Among other noteworthy Korean churches:

— Concord Korean Baptist in Martinez, Calif., which is sending a 70-member choir to Nashville, Tenn., in June to participate in Crossover evangelistic outreach preceding the SBC’s annual meeting. About 850 people worship each week at Concord Korean, which has started 10 other churches with members who have been trained for leadership. Pastor David Gill also is second vice president of the Southern Baptist Convention.

“Concord is somewhat sophisticated with very affluent and well-settled Koreans,” Moon said. “David Gill is a class guy. He’s very much influential and has a very significant influence over the Korean work in Southern Baptist circles because of his personality and spirituality as well as his openness to be proactive.”

— Global Mission Church of Greater Washington, in Silver Spring, Md., which has planted churches in Virginia, Baltimore and Seattle and has plans for at least three more by 2010. Manpoong “Dennis” Kim is pastor; about 1,500 attend one of eight Sunday worship services. Kim also is president of the Council of Korean Southern Baptist Churches in America.

“Dennis Kim was a Presbyterian guy who earned his Ph.D. from Boston University in pastoral care,” Moon said. “He was willing to work with Southern Baptists and went to Southern [Baptist Theological] Seminary for an M.Div.”

— Korean First Baptist Church in Dallas, a congregation of 1,400 on Sunday mornings which sends out teams of lay ministers to help build up other laypeople “to the great potential God has provided them with,” said Pastor Daniel Park.

“Park in Dallas is somewhat the new kid on the block but he’s learning,” Moon said. The former pastor, who was there 26 years, is now in a restricted area in Asia doing mission work (with security reasons preventing his name being used is this article). “To me, [the former pastor] is the outstanding role model among immigrant pastors. He’s 66. When he was 64 he resigned his church and by faith he went to the most difficult region in Asia to do what the Lord wants him to do.

“He’s homesick and lonely, but he challenges everybody,” Moon continued. “He’s very secure with the Lord, very, very secure. He knows exactly what to do in the field, and he challenges all Korean Southern Baptist pastors in North America to do something extra, coming out of their comfort zone in stateside ministries.”
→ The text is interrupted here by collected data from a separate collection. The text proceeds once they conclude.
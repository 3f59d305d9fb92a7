//! Comparison keys for postings.
//!
//! - [`core_key`] identifies "the same internship posting" from the five
//!   identity fields only.
//! - [`full_key`] additionally covers the annotations and changes whenever
//!   any visible field changes. It is the only "update needed" signal.
//! - [`listing_key`] drops DatePosted from the core key; it recognizes a
//!   posting the README re-dated.
//!
//! Both are pipe-joined [`normalize`]d values in [`Field`] order.

use crate::types::{Field, Posting};

const KEY_SEPARATOR: &str = "|";

/// Canonicalize a value for comparison: trim, collapse whitespace runs to a
/// single space, lower-case.
///
/// Never applied to stored values.
pub fn normalize(value: &str) -> String {
    value
        .split_whitespace()
        .collect::<Vec<_>>()
        .join(" ")
        .to_lowercase()
}

/// [`normalize`] for a possibly absent cell. Absent cells normalize to `""`.
pub fn normalize_cell(value: Option<&str>) -> String {
    value.map(normalize).unwrap_or_default()
}

/// Identity key over Company|Role|Location|ApplicationLink|DatePosted.
pub fn core_key(posting: &Posting) -> String {
    join_fields(posting, &Field::IDENTITY)
}

/// Core key without DatePosted.
pub fn listing_key(posting: &Posting) -> String {
    join_fields(posting, &Field::LISTING)
}

/// Identity key plus Recruiters and Notes.
pub fn full_key(posting: &Posting) -> String {
    join_fields(posting, &Field::ALL)
}

fn join_fields(posting: &Posting, fields: &[Field]) -> String {
    fields
        .iter()
        .map(|f| normalize(posting.get(*f)))
        .collect::<Vec<_>>()
        .join(KEY_SEPARATOR)
}
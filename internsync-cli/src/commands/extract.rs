//! `internsync extract`: parse the README table without touching the sheet.

use std::path::{Path, PathBuf};

use anyhow::{Context, Result};
use clap::Args;
use colored::Colorize;
use serde::Serialize;
use tabled::{settings::Style, Table, Tabled};

use internsync_core::{config, Posting};
use internsync_extract::extract;
use internsync_sync::SourceFetcher;

use super::home;

/// Arguments for `internsync extract`.
#[derive(Args, Debug)]
pub struct ExtractArgs {
    /// README URL or local path (defaults to the configured source).
    #[arg(long, value_name = "URL|PATH")]
    pub source: Option<String>,

    /// Write the postings to this JSON file as a backup.
    #[arg(long, short = 'o', value_name = "FILE")]
    pub output: Option<PathBuf>,

    /// Print the postings as JSON instead of a table.
    #[arg(long)]
    pub json: bool,
}

#[derive(Serialize)]
struct Backup<'a> {
    source: &'a str,
    extracted_at: String,
    postings: &'a [Posting],
}

#[derive(Tabled)]
struct PostingRow {
    #[tabled(rename = "company")]
    company: String,
    #[tabled(rename = "role")]
    role: String,
    #[tabled(rename = "location")]
    location: String,
    #[tabled(rename = "posted")]
    date_posted: String,
}

impl ExtractArgs {
    pub fn run(self) -> Result<()> {
        let source = match self.source {
            Some(source) => source,
            None => {
                let home = home()?;
                let mut config = config::load_at(&home).context("failed to load config")?;
                config.apply_env();
                config.source
            }
        };

        let raw = internsync_io::source_for(&source)
            .fetch(&source)
            .with_context(|| format!("failed to fetch '{source}'"))?;
        let extraction =
            extract(&raw).with_context(|| format!("no postings table in '{source}'"))?;

        if let Some(path) = self.output.as_ref() {
            write_backup(path, &source, &extraction.postings)?;
            eprintln!(
                "wrote {} postings to {}",
                extraction.postings.len(),
                path.display()
            );
        }

        if self.json {
            println!(
                "{}",
                serde_json::to_string_pretty(&extraction.postings)
                    .context("failed to serialize postings")?
            );
        } else if self.output.is_none() {
            print_table(&extraction.postings);
        }

        if !extraction.orphaned.is_empty() {
            let rows: Vec<String> = extraction.orphaned.iter().map(|r| r.to_string()).collect();
            eprintln!(
                "{} skipped continuation rows with no company: {}",
                "warning:".yellow(),
                rows.join(", ")
            );
        }
        Ok(())
    }
}

fn write_backup(path: &Path, source: &str, postings: &[Posting]) -> Result<()> {
    let backup = Backup {
        source,
        extracted_at: chrono::Utc::now().to_rfc3339(),
        postings,
    };
    let json = serde_json::to_string_pretty(&backup).context("failed to serialize postings")?;
    if let Some(dir) = path.parent().filter(|d| !d.as_os_str().is_empty()) {
        std::fs::create_dir_all(dir).with_context(|| format!("create {}", dir.display()))?;
    }
    let tmp = path.with_extension("json.tmp");
    std::fs::write(&tmp, json).with_context(|| format!("write {}", tmp.display()))?;
    std::fs::rename(&tmp, path).with_context(|| format!("rename to {}", path.display()))?;
    Ok(())
}

fn print_table(postings: &[Posting]) {
    println!("{} postings", postings.len());
    if postings.is_empty() {
        return;
    }
    let rows: Vec<PostingRow> = postings
        .iter()
        .map(|p| PostingRow {
            company: p.company.clone(),
            role: p.role.clone(),
            location: p.location.clone(),
            date_posted: p.date_posted.clone(),
        })
        .collect();
    let mut table = Table::new(rows);
    table.with(Style::rounded());
    println!("{table}");
}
— Tacoma (Wash.) First Baptist Church, where about 1,500 worship each Sunday, is the largest church in the Northwest Baptist Convention. Each of Tacoma First’s 60 cell churches sponsors a house church in East Asia. Chang S. Moon is pastor.

“Brother Moon to me is a saint,” said Moon, who is no relation. “Moon is the true sense of a pastor and preacher, and the most selfless, most proactive obsessed Korean pastor I’ve ever seen. He’s carries a pretty heavy weight of influence and role model. He’s always looking for new ideas and is a team player.”

(SBC President Bobby Welch stopped at Tacoma First during his nationwide bus tour last fall, and an article appeared in Baptist Press Oct. 6, 2004, so the church’s story is not being retold as part of this series on Koreans in the Southern Baptist Convention.)

“We’ve got a few churches we need to develop to the level of these, about four or five,” Moon said.

— San Jose (California) Korean Baptist Church, which Moon said has a solid membership of about 800. Pastor Sung Kook Kim resigned in February 2004 and started Living Word Baptist Church in Malpitas, Calif., which already has more than 600 people attending Sunday worship.

“He has a very bold and daring vision approach,” Moon said. “I’m sure his church will excel soon.”

That vision is for this generation of adults to do all they can, while preparing the next generation for doing more, Kim said.

“We would like to set a model of family ministry which has been long forgotten in the church,” Kim said. “Our time is short; we have a very conservative lifestyle. But our children are open and daring. When we mobilize our children, we’re expecting great things will be done through them. The highest priority is our children because they are those soldiers who will conquer the world.”